**Exercise:**
Using the records below, give the number of lines where the word "crates" appears, with no further output.

**Dataset:**
------------------------------------------------------------
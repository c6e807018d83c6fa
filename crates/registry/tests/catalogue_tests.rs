use std::fs;

use runny_registry::{CatalogueStore, DEFAULT_CATALOGUE, parse_catalogue, remove_command};
use runny_types::NewCommand;

#[test]
fn remove_then_parse_keeps_other_templates_intact() {
    let before = parse_catalogue(DEFAULT_CATALOGUE);

    let (rewritten, removed) = remove_command(DEFAULT_CATALOGUE, "echo", "echo ${Message=Hello World}");
    assert!(removed);

    let after = parse_catalogue(&rewritten);
    assert_eq!(after.len(), before.len() - 1);
    assert!(after.iter().all(|command| command.name != "echo"));

    let expected: Vec<_> = before.iter().filter(|command| command.name != "echo").collect();
    for (kept, original) in after.iter().zip(expected) {
        assert_eq!(kept, original);
    }
}

#[test]
fn remove_keeps_comment_block() {
    let (rewritten, _) = remove_command(DEFAULT_CATALOGUE, "List Files", "ls ${Path:path=/home}");
    assert!(rewritten.contains("# Examples:"));
    assert!(!rewritten.contains("@name List Files"));
    assert!(!rewritten.contains("@group Files & Directories"));
}

#[test]
fn store_round_trips_through_the_file() {
    let directory = tempfile::tempdir().expect("tempdir");
    let path = directory.path().join("commands.txt");
    let store = CatalogueStore::open(&path, true).expect("open");

    let added = store
        .add(&NewCommand {
            command_name: "Tail".into(),
            group_name: "Logs".into(),
            description: "Tail a log file".into(),
            command: "tail -n ${Lines:int=20} ${File[/var/log/syslog|*]}".into(),
        })
        .expect("add");
    assert_eq!(added.variables.len(), 2);

    let reopened = CatalogueStore::open(&path, true).expect("reopen");
    assert_eq!(*reopened.snapshot(), *store.snapshot());

    store.remove("Tail", "tail -n ${Lines:int=20} ${File[/var/log/syslog|*]}").expect("remove");
    let text = fs::read_to_string(&path).expect("read");
    assert!(!text.contains("Tail"));
    assert_eq!(parse_catalogue(&text).len(), 3);
}
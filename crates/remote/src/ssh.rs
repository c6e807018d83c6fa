//! SSH transport.
//!
//! Each [`SshShell::spawn`] dials the host, authenticates with a password,
//! opens one session channel, and execs the command. A pump task forwards
//! channel data into two in-process pipes and reports the exit status once
//! the channel closes, then disconnects. Sessions are never reused.

use std::{fmt, sync::Arc};

use async_trait::async_trait;
use russh::{
    ChannelMsg, Disconnect,
    client::{self, Handle, Msg},
    keys::ssh_key::{HashAlg, PublicKey},
};
use tokio::io::{AsyncWriteExt, DuplexStream, duplex};
use tracing::{debug, info, warn};

use crate::{
    error::ExecError,
    shell::{ExitOutcome, RemoteProcess, RemoteShell},
};

/// Per-stream pipe capacity between the pump task and the readers.
const PIPE_CAPACITY: usize = 64 * 1024;
/// SSH extended data type code for stderr.
const EXTENDED_DATA_STDERR: u32 = 1;

/// Connection settings for the remote host.
#[derive(Clone, Default)]
pub struct SshConfig {
    pub host: String,
    pub port: u16,
    pub username: String,
    pub password: String,
    /// Expected `SHA256:` fingerprint of the host key; any key is accepted
    /// when unset
    pub host_key_fingerprint: Option<String>,
}

impl fmt::Debug for SshConfig {
    fn fmt(&self, f: &mut fmt::Formatter<'_>) -> fmt::Result {
        f.debug_struct("SshConfig")
            .field("host", &self.host)
            .field("port", &self.port)
            .field("username", &self.username)
            .field("password", &"<redacted>")
            .field("host_key_fingerprint", &self.host_key_fingerprint)
            .finish()
    }
}

impl SshConfig {
    pub fn address(&self) -> String {
        format!("{}:{}", self.host, self.port)
    }
}

struct HostKeyPolicy {
    expected_fingerprint: Option<String>,
}

impl client::Handler for HostKeyPolicy {
    type Error = russh::Error;

    async fn check_server_key(&mut self, server_public_key: &PublicKey) -> Result<bool, Self::Error> {
        let Some(expected) = self.expected_fingerprint.as_deref() else {
            return Ok(true);
        };
        let actual = server_public_key.fingerprint(HashAlg::Sha256).to_string();
        let accepted = normalize_fingerprint(expected) == normalize_fingerprint(&actual);
        if !accepted {
            warn!(expected = %expected, actual = %actual, "rejecting ssh host key");
        }
        Ok(accepted)
    }
}

fn normalize_fingerprint(fingerprint: &str) -> &str {
    let trimmed = fingerprint.trim();
    trimmed.strip_prefix("SHA256:").unwrap_or(trimmed).trim_end_matches('=')
}

/// [`RemoteShell`] backed by a fresh SSH session per command.
#[derive(Debug, Clone)]
pub struct SshShell {
    config: SshConfig,
    client_config: Arc<client::Config>,
}

impl SshShell {
    pub fn new(config: SshConfig) -> Self {
        Self {
            config,
            client_config: Arc::new(client::Config::default()),
        }
    }

    async fn connect(&self) -> Result<Handle<HostKeyPolicy>, ExecError> {
        if self.config.host.trim().is_empty() {
            return Err(ExecError::NotConfigured("SSH_HOST is empty".into()));
        }
        let policy = HostKeyPolicy {
            expected_fingerprint: self.config.host_key_fingerprint.clone(),
        };
        let address = (self.config.host.as_str(), self.config.port);
        let mut session = client::connect(Arc::clone(&self.client_config), address, policy).await?;

        let auth = match session
            .authenticate_password(self.config.username.as_str(), self.config.password.as_str())
            .await
        {
            Ok(auth) => auth,
            Err(error) => {
                release(&session).await;
                return Err(error.into());
            }
        };
        if !auth.success() {
            release(&session).await;
            return Err(ExecError::AuthenticationFailed(self.config.username.clone()));
        }
        debug!(address = %self.config.address(), "ssh session established");
        Ok(session)
    }
}

#[async_trait]
impl RemoteShell for SshShell {
    async fn spawn(&self, command: &str) -> Result<RemoteProcess, ExecError> {
        let session = self.connect().await?;
        let channel = match open_exec(&session, command).await {
            Ok(channel) => channel,
            Err(error) => {
                release(&session).await;
                return Err(error);
            }
        };
        info!(address = %self.config.address(), "started remote command");

        let (stdout_writer, stdout_reader) = duplex(PIPE_CAPACITY);
        let (stderr_writer, stderr_reader) = duplex(PIPE_CAPACITY);
        let completion = tokio::spawn(pump(session, channel, stdout_writer, stderr_writer));

        Ok(RemoteProcess {
            stdout: Box::new(stdout_reader),
            stderr: Box::new(stderr_reader),
            completion,
        })
    }
}

async fn open_exec(session: &Handle<HostKeyPolicy>, command: &str) -> Result<russh::Channel<Msg>, ExecError> {
    let channel = session.channel_open_session().await?;
    channel.exec(true, command).await?;
    Ok(channel)
}

async fn release(session: &Handle<HostKeyPolicy>) {
    if let Err(error) = session.disconnect(Disconnect::ByApplication, "", "English").await {
        debug!(error = %error, "ssh disconnect failed");
    }
}

async fn pump(
    session: Handle<HostKeyPolicy>,
    mut channel: russh::Channel<Msg>,
    stdout: DuplexStream,
    stderr: DuplexStream,
) -> Result<ExitOutcome, ExecError> {
    let mut stdout = Some(stdout);
    let mut stderr = Some(stderr);
    let mut outcome = ExitOutcome::Missing;

    while let Some(message) = channel.wait().await {
        match message {
            ChannelMsg::Data { ref data } => forward(&mut stdout, data).await,
            ChannelMsg::ExtendedData { ref data, ext } if ext == EXTENDED_DATA_STDERR => {
                forward(&mut stderr, data).await
            }
            ChannelMsg::ExitStatus { exit_status } => outcome = ExitOutcome::Code(exit_status),
            ChannelMsg::ExitSignal { signal_name, .. } => outcome = ExitOutcome::Signal(format!("{signal_name:?}")),
            ChannelMsg::Eof => {
                stdout = None;
                stderr = None;
            }
            _ => {}
        }
    }
    drop(stdout);
    drop(stderr);

    release(&session).await;
    debug!(outcome = ?outcome, "remote command finished");
    Ok(outcome)
}

/// Write to a pipe whose reader may already be gone; a closed reader only
/// stops forwarding for that stream.
async fn forward(pipe: &mut Option<DuplexStream>, data: &[u8]) {
    let Some(writer) = pipe.as_mut() else {
        return;
    };
    if let Err(error) = writer.write_all(data).await {
        debug!(error = %error, "remote output reader closed");
        *pipe = None;
    }
}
------------------------------------------------------------
**Answer space:**
2